• _Problem description_
Count the lines below with the string "json" in them. Only the number should be given.
*** Opening of Provided material ***
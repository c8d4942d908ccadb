// Rust guideline compliant 2026-10-18

//! Filtering, sorting and aggregation of discount codes.
//!
//! Views are computed from an already reconciled collection. Nothing here
//! touches storage.

use crate::lifecycle::classify_within;
use crate::{DiscountCode, DisplayStatus, Status};
use chrono::NaiveDate;
use rayon::prelude::*;
use serde::{Deserialize, Serialize};
use std::collections::BTreeSet;

const PARALLEL_THRESHOLD: usize = 1_000;

/// Status bucket selected by the user.
#[derive(Debug, Clone, Copy, PartialEq, Eq, Default, Serialize, Deserialize)]
#[serde(rename_all = "snake_case")]
pub enum StatusFilter {
    /// Every record.
    #[default]
    All,
    /// Stored status `active`, including codes expiring soon.
    Active,
    /// Stored status `used`.
    Used,
    /// Stored status `expired`.
    Expired,
}

impl StatusFilter {
    /// Returns true if the stored status falls in this bucket.
    pub fn matches(&self, status: Status) -> bool {
        match self {
            StatusFilter::All => true,
            StatusFilter::Active => status == Status::Active,
            StatusFilter::Used => status == Status::Used,
            StatusFilter::Expired => status == Status::Expired,
        }
    }
}

/// Filter parameters for a view.
#[derive(Debug, Clone, Default, PartialEq, Eq)]
pub struct Filter {
    /// Status bucket.
    pub status: StatusFilter,
    /// Case-insensitive substring of the store name; blank disables it.
    pub store: String,
}

impl Filter {
    /// Returns true if the record passes both filters.
    pub fn matches(&self, code: &DiscountCode) -> bool {
        if !self.status.matches(code.status) {
            return false;
        }

        let needle = self.store.trim();
        if needle.is_empty() {
            return true;
        }
        code.store_name
            .to_lowercase()
            .contains(&needle.to_lowercase())
    }
}

/// Aggregate counts over the unfiltered collection.
#[derive(Debug, Clone, Copy, Default, PartialEq, Eq, Serialize, Deserialize)]
pub struct Counts {
    /// Records stored as active.
    pub active: usize,
    /// Records stored as used.
    pub used: usize,
    /// Records stored as expired.
    pub expired: usize,
    /// All records.
    pub total: usize,
}

/// A record paired with its display classification.
#[derive(Debug, Clone, PartialEq, Eq, Serialize, Deserialize)]
pub struct ViewItem {
    /// The reconciled record.
    #[serde(flatten)]
    pub code: DiscountCode,
    /// Display classification for today.
    pub display: DisplayStatus,
}

/// Everything the presentation layer needs to render the code list.
#[derive(Debug, Clone, Default, PartialEq, Eq, Serialize, Deserialize)]
pub struct View {
    /// Filtered records, sorted by expiry date then ID.
    pub items: Vec<ViewItem>,
    /// Counts over all records, independent of the filter.
    pub counts: Counts,
    /// Distinct store names across all records, sorted.
    pub available_stores: Vec<String>,
}

/// Filters and sorts records.
///
/// # Arguments
///
/// * `codes` - Reconciled records
/// * `filter` - Status and store filters
///
/// # Returns
///
/// Matching records sorted by `expiry_date` ascending, ties by `id`.
pub fn filter_codes(codes: &[DiscountCode], filter: &Filter) -> Vec<DiscountCode> {
    let mut filtered: Vec<DiscountCode> = if codes.len() >= PARALLEL_THRESHOLD {
        codes
            .par_iter()
            .filter(|code| filter.matches(code))
            .cloned()
            .collect()
    } else {
        codes
            .iter()
            .filter(|code| filter.matches(code))
            .cloned()
            .collect()
    };

    sort_codes(&mut filtered);
    filtered
}

/// Sorts records by expiry date ascending, then by ID.
pub fn sort_codes(codes: &mut [DiscountCode]) {
    codes.sort_by(|a, b| {
        a.expiry_date
            .cmp(&b.expiry_date)
            .then_with(|| a.id.cmp(&b.id))
    });
}

/// Counts records per stored status.
pub fn count_codes(codes: &[DiscountCode]) -> Counts {
    codes.iter().fold(Counts::default(), |mut counts, code| {
        match code.status {
            Status::Active => counts.active += 1,
            Status::Used => counts.used += 1,
            Status::Expired => counts.expired += 1,
        }
        counts.total += 1;
        counts
    })
}

/// Returns the distinct store names, sorted.
pub fn available_stores(codes: &[DiscountCode]) -> Vec<String> {
    codes
        .iter()
        .map(|code| code.store_name.clone())
        .collect::<BTreeSet<_>>()
        .into_iter()
        .collect()
}

/// Builds the complete view for the presentation layer.
///
/// # Arguments
///
/// * `codes` - Reconciled records
/// * `filter` - Status and store filters
/// * `today` - The current calendar date
/// * `window_days` - Width of the expiring-soon window
pub fn build_view(
    codes: &[DiscountCode],
    filter: &Filter,
    today: NaiveDate,
    window_days: u32,
) -> View {
    let items = filter_codes(codes, filter)
        .into_iter()
        .map(|code| {
            let display = classify_within(&code, today, window_days);
            ViewItem { code, display }
        })
        .collect();

    View {
        items,
        counts: count_codes(codes),
        available_stores: available_stores(codes),
    }
}

#[cfg(test)]
mod tests {
    use super::*;

    fn code(id: &str, store: &str, status: Status, day: u32) -> DiscountCode {
        DiscountCode {
            id: id.to_string(),
            owner_id: "owner".to_string(),
            store_name: store.to_string(),
            expiry_date: NaiveDate::from_ymd_opt(2026, 7, day).unwrap(),
            code: Some("X".to_string()),
            conditions: None,
            min_amount: None,
            image_url: None,
            status,
            created_at: 0,
            updated_at: 0,
        }
    }

    #[test]
    fn test_store_filter_case_insensitive_substring() {
        let codes = vec![
            code("dc-000001", "Zara Home", Status::Active, 10),
            code("dc-000002", "H&M", Status::Active, 10),
        ];
        let filter = Filter {
            store: "  zAR ".to_string(),
            ..Filter::default()
        };
        let filtered = filter_codes(&codes, &filter);
        assert_eq!(filtered.len(), 1);
        assert_eq!(filtered[0].id, "dc-000001");
    }

    #[test]
    fn test_sort_ties_broken_by_id() {
        let codes = vec![
            code("dc-00000c", "A", Status::Active, 12),
            code("dc-00000b", "A", Status::Active, 10),
            code("dc-00000a", "A", Status::Active, 12),
        ];
        let ids: Vec<String> = filter_codes(&codes, &Filter::default())
            .into_iter()
            .map(|c| c.id)
            .collect();
        assert_eq!(ids, vec!["dc-00000b", "dc-00000a", "dc-00000c"]);
    }

    #[test]
    fn test_available_stores_distinct_sorted() {
        let codes = vec![
            code("dc-000001", "Zara", Status::Used, 1),
            code("dc-000002", "Amazon", Status::Active, 2),
            code("dc-000003", "Zara", Status::Active, 3),
        ];
        assert_eq!(available_stores(&codes), vec!["Amazon", "Zara"]);
    }

    #[test]
    fn test_view_counts_ignore_filter() {
        let codes = vec![
            code("dc-000001", "Zara", Status::Used, 1),
            code("dc-000002", "Amazon", Status::Active, 2),
            code("dc-000003", "Zara", Status::Expired, 3),
        ];
        let filter = Filter {
            status: StatusFilter::Used,
            store: String::new(),
        };
        let today = NaiveDate::from_ymd_opt(2026, 7, 1).unwrap();
        let view = build_view(&codes, &filter, today, 3);
        assert_eq!(view.items.len(), 1);
        assert_eq!(view.items[0].display, DisplayStatus::Used);
        assert_eq!(
            view.counts,
            Counts {
                active: 1,
                used: 1,
                expired: 1,
                total: 3
            }
        );
    }

    #[test]
    fn test_view_item_serializes_flat() {
        let item = ViewItem {
            code: code("dc-000001", "Zara", Status::Active, 1),
            display: DisplayStatus::ExpiringSoon,
        };
        let json = serde_json::to_value(&item).unwrap();
        assert_eq!(json["id"], "dc-000001");
        assert_eq!(json["display"], "expiring_soon");
    }
}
*** Close of Provided material ***
• _Response area_
3